The Nats have a good rotation headlined by Max Scherzer and Strasburg, so there is no need to go after the best free agents like Jake Arrieta or Yu Darvish, or even mediocre options such as Lance Lynn or Alex Cobb. The Nats don’t need high quality innings; they need a high quantity of innings.

Even though Jayson Werth’s hundred-million-dollar contract is coming off the books this offseason, much of that money will be devoted to arbitration raises to Bryce Harper, Anthony Rendon and Tanner Roark. The Nats will be searching for a cheap workhorse, and those don’t get exchanged in trades. Mike Rizzo will have to explore the free-agent market to find 160 innings, and I would like to highlight a few candidates.

THE RELIABLES

Jhoulys Chacin

Chacin is quietly coming off a great year for a back-of-the-rotation arm. He pitched 180 innings and managed to keep his ERA below 4. Behind that 3.89 ERA, though, was a 1.79 home ERA and a 6.53 away ERA. That may be off-putting to any non-Padre suitors, but there is no way that Chacin can be Clayton Kershaw at Petco Park and Anibal Sanchez everywhere else. Those two numbers are bound to converge somewhere around 4.0 in 2018. Plus, those splits may scare away a number of rivals for Chacin’s services, making his price palatable.

John Lackey

You may be initially repulsed at this name because his ERA increased by a whole run this season, but the reality is that he will probably be too expensive for the Nats. He pitched 170 innings this season, and the last time he pitched fewer than 160 innings was 15 years ago. (That is, aside from missing all of 2012.) The quality of those innings decreased drastically, but the baseline for that comparison was his career ERA+ of 110.

R.A. Dickey

The knuckleballing vet continues to produce. He made good on his one-year, $8-million deal with the Braves by pitching 190 innings of roughly league-average production. His FIP was right in line with that ERA. In addition, since velocity isn’t critical to his success, age shouldn’t and hasn’t rendered him ineffective. That being said, he could regress a bit and still produce 180 innings at around a 4.5 ERA next season. The caveat here is that the Braves have an option on him for this next season for the same price as 2017, so he might not reach free agency.

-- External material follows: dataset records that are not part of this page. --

use axum::{
    extract::{rejection::JsonRejection, Path, State},
    Json,
};
use serde::{Deserialize, Serialize};

use crate::database::models::{Post, PostSummary};
use crate::middleware::{ApiResponse, ApiResult};
use crate::services::post_service::{self, PostPayload};
use crate::state::AppState;

/// GET /api/admin/posts - every post, drafts included
pub async fn post_list(State(state): State<AppState>) -> ApiResult<Vec<PostSummary>> {
    Ok(ApiResponse::success(state.posts.list_all().await?))
}

/// POST /api/admin/posts
pub async fn post_create(
    State(state): State<AppState>,
    payload: Result<Json<PostPayload>, JsonRejection>,
) -> ApiResult<Post> {
    let Json(payload) = payload?;
    let post = post_service::create(state.posts.as_ref(), &payload).await?;
    Ok(ApiResponse::created(post))
}

/// GET /api/admin/posts/:id
pub async fn post_get(State(state): State<AppState>, Path(id): Path<String>) -> ApiResult<Post> {
    let id = post_service::parse_id(&id)?;
    Ok(ApiResponse::success(post_service::find(state.posts.as_ref(), id).await?))
}

/// PUT /api/admin/posts/:id
pub async fn post_update(
    State(state): State<AppState>,
    Path(id): Path<String>,
    payload: Result<Json<PostPayload>, JsonRejection>,
) -> ApiResult<Post> {
    let id = post_service::parse_id(&id)?;
    let Json(payload) = payload?;
    let post = post_service::update(state.posts.as_ref(), id, &payload).await?;
    Ok(ApiResponse::success(post))
}

#[derive(Debug, Deserialize)]
pub struct PublishBody {
    pub is_published: bool,
}

/// PATCH /api/admin/posts/:id/publish
pub async fn post_publish(
    State(state): State<AppState>,
    Path(id): Path<String>,
    payload: Result<Json<PublishBody>, JsonRejection>,
) -> ApiResult<Post> {
    let id = post_service::parse_id(&id)?;
    let Json(body) = payload?;
    let post = post_service::set_published(state.posts.as_ref(), id, body.is_published).await?;
    Ok(ApiResponse::success(post))
}

#[derive(Debug, Serialize)]
pub struct Deleted {
    pub id: i64,
    pub deleted: bool,
}

/// DELETE /api/admin/posts/:id
pub async fn post_delete(State(state): State<AppState>, Path(id): Path<String>) -> ApiResult<Deleted> {
    let id = post_service::parse_id(&id)?;
    post_service::delete(state.posts.as_ref(), id).await?;
    Ok(ApiResponse::success(Deleted { id, deleted: true }))
}
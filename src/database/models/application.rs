use chrono::{DateTime, Utc};
use serde::{Deserialize, Serialize};
use sqlx::FromRow;

/// A contact / apply form submission, already trimmed
#[derive(Debug, Clone, PartialEq, Eq, Serialize, Deserialize)]
pub struct NewApplication {
    pub name: String,
    pub email: String,
    pub message: String,
}

#[derive(Debug, Clone, PartialEq, Serialize, Deserialize, FromRow)]
pub struct ApplicationReceipt {
    pub id: i64,
    pub created_at: DateTime<Utc>,
}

All of these players are probably in line for contracts like the one Bartolo Colon and Dickey received last offseason — one year, about $10 million. If Big Daddy Lerner wants to splash the cash, then the Nats can probably sign one of these players on a one-year deal. However, that is unlikely. If the Lerners don’t increase payroll, the Nats may be forced to truly scavenge the scrapheap.

 

WILD CARDS

Bartolo Colon

Speaking of veterans…Colon may have been DFA-worthy for the Braves last season, but I think he’s still got it. The manifestation of Jabba the Hutt on the pitcher’s mound rebounded with a 3.4 ERA in August with the Twins, and didn’t have the ominous drop in velocity that many veterans undergo. There is a worry that NL East hitters will have seen him enough to know how to destroy the 90mph fastballs he could throw in a game, but given the drastic roster turnover in Philadelphia and New York over the past year, and the pending teardown in Miami, the only worry is Freddie Freeman, and he seems to destroy any pitcher wearing a curly W on his chest. The 44-year-old may able to squeeze a little more magic out of his arm.

Ubaldo Jimenez

I know. I know. The Orioles’ rotation was trash, so why would the Nats want to sign someone from the rivals just up 95? Jimenez could easily rebound from his disastrous 2017. His ERA was 6.8, but his 4.5 xFIP paints a different picture. His ERA was bloated because of an almost impossibly high 2.08 HR/9 — well above the normal HR/9 of 1 that he sported for most of his time in Baltimore. That number is bound to fall much closer to his career average, and a move from Camden Yards to Nats Park would only help that. In addition, both his strikeout and walk rates were better last season than his career averages. Maybe a reunion with Matt Wieters would cause Ubaldo to return to what he was from 2014-2016 — an inconsistent, but capable, back-of-the-rotation arm. If his price tag is low enough, he could be a steal.

Chris Tillman

Let’s just pretend 2017 never happened. Tillman was the staff ace on a team that made the playoffs two out of the last three years. His 2017 season was ugly. Negative WAR ugly. However, that lackluster performance was likely due to the shoulder issues that forced him to miss half the season. Tillman proved from 2011 to 2016 that he is a more than capable pitcher. His FIP- was basically league average every year during that span, and he cracked 200 innings twice and 170 on two other occasions. The Nats should take a peek at Chris Tillman.

Clay Buchholz

Buchholz does not fit the mold I described in my introduction, but the Nats should be intrigued by his upside. He was a quality number two worth 3.2 WAR as recently as 2015, and provided 2.8 WAR to the Red Sox in 2013. Buchholz has been nothing but mediocre in his other seasons. He has the highest potential of any pitcher on this list, but he has proven NOT to be durable. He hit 189 innings in 2014, and 170 in the preceding and following even years; however, for the most part, Buchholz has thrown between 100 and 150 innings per season for his career. He basically missed this entire past season, but he is on track to be ready for spring training. If his right arm looks good, the Nats should give him a hard look.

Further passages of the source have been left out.